The 25th Amendment to the Constitution sets out what happens if a president is incapacitated, but refuses to relinquish power. In Congress, the absence of a single lawmaker is not likely to make a lasting difference, while the absence of a single justice on the nine-member court can be significant. Also, elected officials have terms of office that last six years at most, in the case of senators.

The most recent example of a justice missing substantial time was in 2004 and 2005, when Chief Justice William Rehnquist was suffering from thyroid cancer and was not on the bench for 44 arguments over five months. Justice John Paul Stevens, the longest-serving justice at the time, presided when Rehnquist was away, except for the day in late February 2005 when Stevens’ flight from Florida was canceled and Justice Sandra Day O’Connor ran the show.
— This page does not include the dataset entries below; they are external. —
// SPDX-License-Identifier: CEPL-1.0
//! Desktop toplevel window through winit, pumped without blocking once per
//! frame.
use std::ffi::CStr;
use std::time::Duration;

use ash::vk;
use tracing::{debug, info};
use vkswap_core::WindowSettings;
use winit::application::ApplicationHandler;
use winit::dpi::PhysicalSize;
use winit::event::{ElementState, KeyEvent, WindowEvent as WinitEvent};
use winit::event_loop::{ActiveEventLoop, EventLoop};
use winit::keyboard::{Key as LogicalKey, NamedKey};
use winit::monitor::MonitorHandle;
use winit::platform::pump_events::{EventLoopExtPumpEvents, PumpStatus};
use winit::raw_window_handle::{HasDisplayHandle, HasWindowHandle};
use winit::window::{Fullscreen, Window, WindowId};

use crate::{BackendError, BackendFeatures, Key, VkHost, WindowBackend, WindowEvent};

/// Pumps during `init` until the window exists.
const INIT_PUMP_LIMIT: usize = 200;

#[derive(Default)]
struct Handler {
    settings: WindowSettings,
    window: Option<Window>,
    create_error: Option<String>,
    events: Vec<WindowEvent>,
}

impl ApplicationHandler for Handler {
    fn resumed(&mut self, event_loop: &ActiveEventLoop) {
        if self.window.is_some() {
            return;
        }
        let (w, h) = (self.settings.width, self.settings.height);
        let mut attrs = Window::default_attributes()
            .with_title(self.settings.title.clone())
            .with_inner_size(PhysicalSize::new(w, h));
        if self.settings.fullscreen {
            attrs = attrs.with_fullscreen(Some(fullscreen_target(
                event_loop.available_monitors(),
                w,
                h,
            )));
        }
        match event_loop.create_window(attrs) {
            Ok(window) => self.window = Some(window),
            Err(e) => self.create_error = Some(e.to_string()),
        }
    }

    fn window_event(&mut self, _event_loop: &ActiveEventLoop, _id: WindowId, event: WinitEvent) {
        match event {
            WinitEvent::CloseRequested => self.events.push(WindowEvent::CloseRequested),
            WinitEvent::Resized(size) => self.events.push(WindowEvent::Resized {
                width: size.width,
                height: size.height,
            }),
            WinitEvent::KeyboardInput {
                event:
                    KeyEvent {
                        logical_key,
                        state: ElementState::Pressed,
                        repeat: false,
                        ..
                    },
                ..
            } => self.events.push(WindowEvent::KeyPressed(map_key(&logical_key))),
            _ => {}
        }
    }
}

/// Exclusive fullscreen on the first monitor offering a video mode of
/// exactly `w`x`h`, else borderless on the current monitor.
fn fullscreen_target(monitors: impl Iterator<Item = MonitorHandle>, w: u32, h: u32) -> Fullscreen {
    let wanted = PhysicalSize::new(w, h);
    for monitor in monitors {
        if let Some(mode) = monitor.video_modes().find(|m| m.size() == wanted) {
            info!(
                "exclusive fullscreen on {}: {w}x{h} @ {:.2} Hz",
                monitor.name().unwrap_or_else(|| "unnamed output".to_owned()),
                mode.refresh_rate_millihertz() as f32 / 1000.0
            );
            return Fullscreen::Exclusive(mode);
        }
    }
    debug!("no output mode matches {w}x{h}, using borderless fullscreen");
    Fullscreen::Borderless(None)
}

fn map_key(key: &LogicalKey) -> Key {
    match key {
        LogicalKey::Named(NamedKey::Escape) => Key::Escape,
        LogicalKey::Character(c) => match c.as_str() {
            "q" | "Q" => Key::Q,
            "f" | "F" => Key::F,
            "v" | "V" => Key::V,
            "o" | "O" => Key::O,
            _ => Key::Other,
        },
        _ => Key::Other,
    }
}

pub struct Toplevel {
    // window before event loop: drop order matters
    handler: Handler,
    event_loop: Option<EventLoop<()>>,
    fullscreen: bool,
}

impl Toplevel {
    pub fn new() -> Self {
        Self {
            handler: Handler::default(),
            event_loop: None,
            fullscreen: false,
        }
    }

    fn window(&self) -> Result<&Window, BackendError> {
        self.handler.window.as_ref().ok_or(BackendError::NotInitialized)
    }

    fn pump(&mut self, timeout: Duration) -> Result<(), BackendError> {
        let event_loop = self.event_loop.as_mut().ok_or(BackendError::NotInitialized)?;
        if let PumpStatus::Exit(code) = event_loop.pump_app_events(Some(timeout), &mut self.handler) {
            debug!("winit event loop exited with {code}");
            self.handler.events.push(WindowEvent::CloseRequested);
        }
        Ok(())
    }
}

impl Default for Toplevel {
    fn default() -> Self {
        Self::new()
    }
}

impl WindowBackend for Toplevel {
    fn name(&self) -> &'static str {
        "toplevel"
    }

    fn init(&mut self, settings: &WindowSettings) -> Result<(), BackendError> {
        self.handler.settings = settings.clone();
        self.fullscreen = settings.fullscreen;
        self.event_loop = Some(EventLoop::new()?);

        for _ in 0..INIT_PUMP_LIMIT {
            self.pump(Duration::from_millis(5))?;
            if let Some(e) = self.handler.create_error.take() {
                return Err(BackendError::WindowSystem(e));
            }
            if self.handler.window.is_some() {
                // size events from creation are superseded by the first prepare
                self.handler.events.clear();
                return Ok(());
            }
        }
        Err(BackendError::WindowSystem("window never became ready".into()))
    }

    fn required_extensions(&self) -> Result<Vec<&'static CStr>, BackendError> {
        let display = self.window()?.display_handle()?.as_raw();
        let names = ash_window::enumerate_required_extensions(display)
            .map_err(|e| BackendError::vk("enumerate_required_extensions", e))?;
        // ash_window hands out pointers to 'static extension name constants
        Ok(names
            .iter()
            .map(|&p| unsafe { CStr::from_ptr(p) })
            .collect())
    }

    unsafe fn create_surface(&mut self, host: &VkHost<'_>) -> Result<vk::SurfaceKHR, BackendError> {
        let window = self.window()?;
        let dh = window.display_handle()?.as_raw();
        let wh = window.window_handle()?.as_raw();
        unsafe { ash_window::create_surface(host.entry, host.instance, dh, wh, None) }
            .map_err(|e| BackendError::vk("ash_window::create_surface", e))
    }

    /// winit has no display-level query; the per-surface support check made
    /// during device selection decides.
    fn check_presentation_support(&self, _: &VkHost<'_>, _: vk::PhysicalDevice, _: u32) -> bool {
        true
    }

    fn poll_events(&mut self) -> Result<Vec<WindowEvent>, BackendError> {
        self.pump(Duration::ZERO)?;
        Ok(std::mem::take(&mut self.handler.events))
    }

    fn features(&self) -> BackendFeatures {
        BackendFeatures::FULLSCREEN | BackendFeatures::OUTPUT_ENUMERATION | BackendFeatures::TITLE
    }

    fn update_title(&mut self, title: &str) {
        if let Some(w) = &self.handler.window {
            w.set_title(title);
        }
    }

    fn request_fullscreen(&mut self, on: bool) {
        let Some(window) = &self.handler.window else {
            return;
        };
        let target = on.then(|| {
            let (w, h) = (self.handler.settings.width, self.handler.settings.height);
            fullscreen_target(window.available_monitors(), w, h)
        });
        window.set_fullscreen(target);
        self.fullscreen = on;
    }

    fn is_fullscreen(&self) -> bool {
        self.fullscreen
    }

    fn size(&self) -> (u32, u32) {
        self.handler.window.as_ref().map_or(
            (self.handler.settings.width, self.handler.settings.height),
            |w| {
                let s = w.inner_size();
                (s.width, s.height)
            },
        )
    }
}

#[cfg(test)]
mod tests {
    use super::*;

    #[test]
    fn keys_map_case_insensitively() {
        assert_eq!(map_key(&LogicalKey::Named(NamedKey::Escape)), Key::Escape);
        assert_eq!(map_key(&LogicalKey::Character("q".into())), Key::Q);
        assert_eq!(map_key(&LogicalKey::Character("F".into())), Key::F);
        assert_eq!(map_key(&LogicalKey::Character("v".into())), Key::V);
        assert_eq!(map_key(&LogicalKey::Character("o".into())), Key::O);
        assert_eq!(map_key(&LogicalKey::Character("x".into())), Key::Other);
        assert_eq!(map_key(&LogicalKey::Named(NamedKey::Enter)), Key::Other);
    }

    #[test]
    fn uninitialised_backend_reports_settings_size() {
        let t = Toplevel::new();
        assert_eq!(t.size(), (1280, 720));
        assert!(matches!(t.required_extensions(), Err(BackendError::NotInitialized)));
    }
}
Still, Rehnquist voted in most of the cases for which he did not attend the arguments. He returned to the court in late March and made it through the end of the court’s term in late June before dying on Sept. 3 at the age of 80.

Douglas’ accident occurred in steep terrain more than a mile above sea level, just after he stopped to adjust the girth on his horse’s saddle. He fell an estimated 50 feet down a rocky hillside where his boyhood friend and riding partner, Elon Gilbert, found him lying on a ledge, according to The Associated Press’ report from the time.

Douglas, then 50, was a noted outdoorsman who hiked and rode extensively. While he recuperated, he was photographed in his hospital bed and then astride a horse when he took his first ride after the accident.

There’s a suggestion in news accounts that the other justices were irritated by the length of his absence. He came back to the court in time to hear Thurgood Marshall argue that Texas’ refusal to accommodate a black student in its whites-only law school was unconstitutional. Marshall, then the nation’s most prominent civil rights lawyer, prevailed in a unanimous decision.

Douglas already had become the court’s longest-serving justice by the time of his stroke on the last day of 1974. Though unable to walk and generally weakened by the stroke, Douglas refused to retire. Because of his illness, the court ordered a new round of arguments in eight cases in the spring of 1975, an unusually large number.

“They agreed to take away his vote because they thought he was incompetent,” historian David Garrow said.

When the new term began that October, Douglas was still on the court. At arguments, Douglas “had moments of lucidity and energy followed by near incoherence and sleep,” authors Bob Woodward and Scott Armstrong wrote in “The Brethren,” their book about the court.

By November, Douglas had had enough and reluctantly submitted his resignation after more than 36 years as a justice.